B/ Les grands principes luthériens
Les idées de Luther sont en opposition avec celles du catholicisme, principalement trois grands principes :
-Pour Martin, seule la foi sauve. Pour aller au Paradis, il faut avoir la foi, qui est un don de Dieu. Il s’oppose aux
catholiques car ils pensent qu’il faut multiplier les œuvres.
-Les saintes écritures sont les seules sources de foi. Les catholiques croient en la bible mais respectent aussi les
textes des conciles.
-Chacun peut interpréter les Écritures. Pour les catholiques, seul le clergé est autorisé à interpréter les textes.
Il en découle plusieurs conséquences pratiques : il n’y a plus de clergé, mais des spécialistes, les pasteurs, de
simples guides. Martin rejette un certain de rites et de croyances : les indulgences, le purgatoire, le culte des
saints et ne garde que deux sacrements : le baptême et la communion, mais avec une signification différente.
Pour les catholiques, le pain devient le corps du christ et le vin devient sang, réellement : c’est la
transsubstantiation. Pour les luthériens, le pain devient pain et chair, et le vin devient vin et chair, c’est la
consubstantiation. Luther est favorable à une liturgie plus simple, en langue vulgaire.
C/ La diffusion du luthéranisme
On trouve des partisans de Luther principalement dans deux régions : dans le St Empire Romain Germanique et
en Scandinavie : Suède et Danemark. « La mer Baltique devient la mer Luthérienne »
II./ La réforme calviniste
A/ Jean Calvin
Jean Calvin nait en 1509 en Picardie d’une famille aisée. Son père est gérant des biens du chapitre. Il fait des
études de droit et fréquente plusieurs universités : Paris, Orléans, Poitiers, Bourges. Il se convertit aux idées
protestantes vers 1533-1534 à l’occasion d’un séjour à Angoulême. A cette époque les protestants sont persécutés
par François Ier. Calvin doit quitter la France. De 1534 à 1536 il habite Bâle et de 1536 à 1538 il est à Genève (il
est fichu dehors). Il passe trois ans à Strasbourg et retourne à Genève de 1541 à 1564. En 1536, il publie
L’institut de la religion chrétienne. Il met ses idées en pratique lors de son deuxième séjour à Genève (les
historiens comparent cette période à Kaboul au XXIe siècle). Il meurt en 1564, très connu.
B/ Les principes calvinistes
Les calvinistes croient en la prédestination. Pour Calvin, seuls sont sauvés les élus, les prédestinés, reconnus car
les seuls à avoir la foi.
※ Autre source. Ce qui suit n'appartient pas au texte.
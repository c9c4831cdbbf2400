// Copyright (c) 2024 <Wei Li>.
//
// This source code is licensed under the GNU license found in the
// LICENSE file in the root directory of this source tree.
// 
// A test that casts an array from *const [T; N] to *const T.
// Although a specific kind of pointer cast `PointerCoercion::ArrayToPointer`
// that casts from `*const [T; N]` to `*const T`, is defined in Rust MIR, 
// the cast in this test is still translated into a a `CastKind::PtrToPtr`
// cast currently.
// https://doc.rust-lang.org/beta/nightly-rustc/rustc_middle/ty/adjustment/enum.PointerCoercion.html

#[allow(unused)]
fn main() {
    let mut x = 2;
    let mut y = 3;
    
    let arr = [&x, &y];
    let p1 = &arr as *const [&i32; 2];
    let p2 = p1 as *const &i32;
    let e = unsafe { *p2 };
}  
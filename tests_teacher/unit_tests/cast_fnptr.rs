// Copyright (c) 2024 <Wei Li>.
//
// This source code is licensed under the GNU license found in the
// LICENSE file in the root directory of this source tree.
// 
// A test that uses casts related with function poiters, including 
// ReifyFnPointer, ClosureFnPointer, UnsafeFnPointer and FnPtrToPtr casts.

fn times2(value: i32) -> i32 {
    2 * value
}

// PointerCoercion(ReifyFnPointer)
// Go from a fn-item type to a fn-pointer type.
fn reify_fn_pointer() {
    let f: fn(i32) -> i32 = times2;
    f(2);
}

// PointerCoercion(ClosureFnPointer)
// Go from a non-capturing closure to an fn pointer or an unsafe fn pointer.
fn closure_fn_pointer() {
    let f: fn(i32) -> i32 = |x| x * 2;
    f(2);
}

// FnPtrToPtr
fn fnptr_to_ptr() {
    // PointerCoercion(ReifyFnPointer)
    let p: fn(i32) -> i32 = times2;
    // FnPtrToPtr
    let q = p as *const ();
    // Transmute
    let f = unsafe {
        std::mem::transmute::<*const (), fn(i32) -> i32>(q)
    };
    f(2);
}

// PointerCoercion(UnsafeFnPointer)
fn unsafe_fn_pointer() {
    let p: fn(i32) -> i32 = times2;
    let q = p as unsafe fn(i32) -> i32;
    unsafe { q(2); }
}

fn main() {
    reify_fn_pointer();
    closure_fn_pointer();
    fnptr_to_ptr();
    unsafe_fn_pointer();
}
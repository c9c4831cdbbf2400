// Copyright (c) 2024 <Wei Li>.
//
// This source code is licensed under the GNU license found in the
// LICENSE file in the root directory of this source tree.
//
// A test of vector.

pub const fn last<'a, 'b>(v: &'a [&'b i32]) -> Option<&'a &'b i32> {
    if let [.., last] = v { Some(last) } else { None }
}

fn main() {
    let a = 1;
    let b = 2;
    let c = 3;
    let v = vec![&a, &b, &c];
    let _elem = *last(&v[..]).unwrap();
}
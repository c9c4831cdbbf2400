// Copyright (c) 2024 <Wei Li>.
//
// This source code is licensed under the GNU license found in the
// LICENSE file in the root directory of this source tree.
// 
// A test that casts a struct containing a option field.

#[allow(unused)]
struct A<'a> {
    opt: Option<&'a u32>,
}

fn main() {
    let x = 3;
    let y = 5;
    let mut a = A { opt: Some(&x) };
    let ap = &mut a as *mut A;
    let bp = ap as *mut Option<&u32>;
    let b = unsafe { &mut *bp };
    if let Some(v) = b {
        *v = &y;
    }
}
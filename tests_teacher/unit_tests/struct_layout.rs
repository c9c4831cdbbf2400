// Copyright (c) 2024 <Wei Li>.
//
// This source code is licensed under the GNU license found in the
// LICENSE file in the root directory of this source tree.
// 
// A test of structures' layouts.
// The layout of an adt type is not guaranteed to be identical to the definition
// of the type.

#[derive(Copy, Clone)]
struct B {
    m: bool,
    n: u16,
    p: u32,
}

struct C {
    b: B,
    f: f64,
}


fn main() {
    let b = B { m: true, n: 3, p: 23 };
    let c = C { b, f: 32.0};

    let mut d = unsafe { std::mem::transmute::<B, [u8; 8]>(b) };
    let mut e = unsafe { std::mem::transmute::<C, [u8; 16]>(c) };
}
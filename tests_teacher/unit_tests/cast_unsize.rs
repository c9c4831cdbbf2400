// Copyright (c) 2024 <Wei Li>.
//
// This source code is licensed under the GNU license found in the
// LICENSE file in the root directory of this source tree.
// 
// A test that uses unsize cast.
// An unsize cast Unsize a pointer/reference value, e.g., `&[T; n]` to `&[T]`.
// This will do things like convert thin pointers to fat pointers, or convert 
// structs containing thin pointers to structs containing fat pointers, or 
// convert between fat pointers. 

trait Shape {
    fn draw(&self) {}
}

#[allow(unused)]
struct Circle { r: f64 }
#[allow(unused)]
struct Rectangle { w: f64, h: f64 }

impl Shape for Circle {
    fn draw(&self) {}
}
impl Shape for Rectangle {
    fn draw(&self) {}
}

fn ref_dyn_unsize() {
    let c = Circle { r: 2.0 };
    let r = Rectangle { w: 1.0, h: 2.0 };
    
    let p = &c as &dyn Shape;
    let q = &r as &dyn Shape;
    p.draw();
    q.draw();
}

fn raw_dyn_unsize() {
    let x = 2.0;
    let p = &x as *const f64;
    let q = p as *const Circle;
    let s = q as *const dyn Shape;
    let s = unsafe {
        &(*s)
    };
    s.draw();
}

#[allow(unused)]
fn slice_unsize() {
    let arr = [1, 2, 3, 4, 5];
    let slice = &arr as &[i32];
}

fn main() {
    slice_unsize();
    ref_dyn_unsize();
    raw_dyn_unsize();
}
La bible est primordiale : elle contient tout ce que Dieu a voulu faire connaitre aux
hommes. Les sacrements sont limités au baptême et à la communion. Pour les calvinistes, le pain reste pain et le
vin reste vin, mais il y a une présence spirituelle et symbolique du Christ. Pour Calvin la communauté religieuse
doit être très surveillée et encadrée. Il veut mettre à sa tête un consistoire (conseil des chefs de famille) qui
organise la vie religieuse et surveille les fidèles (donne ou pas l’autorisation de communier, au maximum quatre
fois par an, Noël, Pâques, Pentecôte et premier dimanche de septembre). Il veut un culte simple et dépouillé :
supprime les indulgences, le purgatoire, le culte des saints. Les cérémonies ont lieu en langue vulgaire par les
pasteurs dans les temples.
C/ La diffusion du calvinisme
Il se développe dans cinq grandes régions : les cantons suisses, le St Empire Romain Germanique (palatinat), les
Provinces-Unis, l'Écosse et la France (appelés Huguenots, entre 5 et 10% de la population).
Conclusion : Le XVIe siècle est un tournant dans l’histoire religieuse de l’Europe. La géographie du
protestantisme et du catholicisme se fixe. On vit encore aujourd’hui sur cet héritage.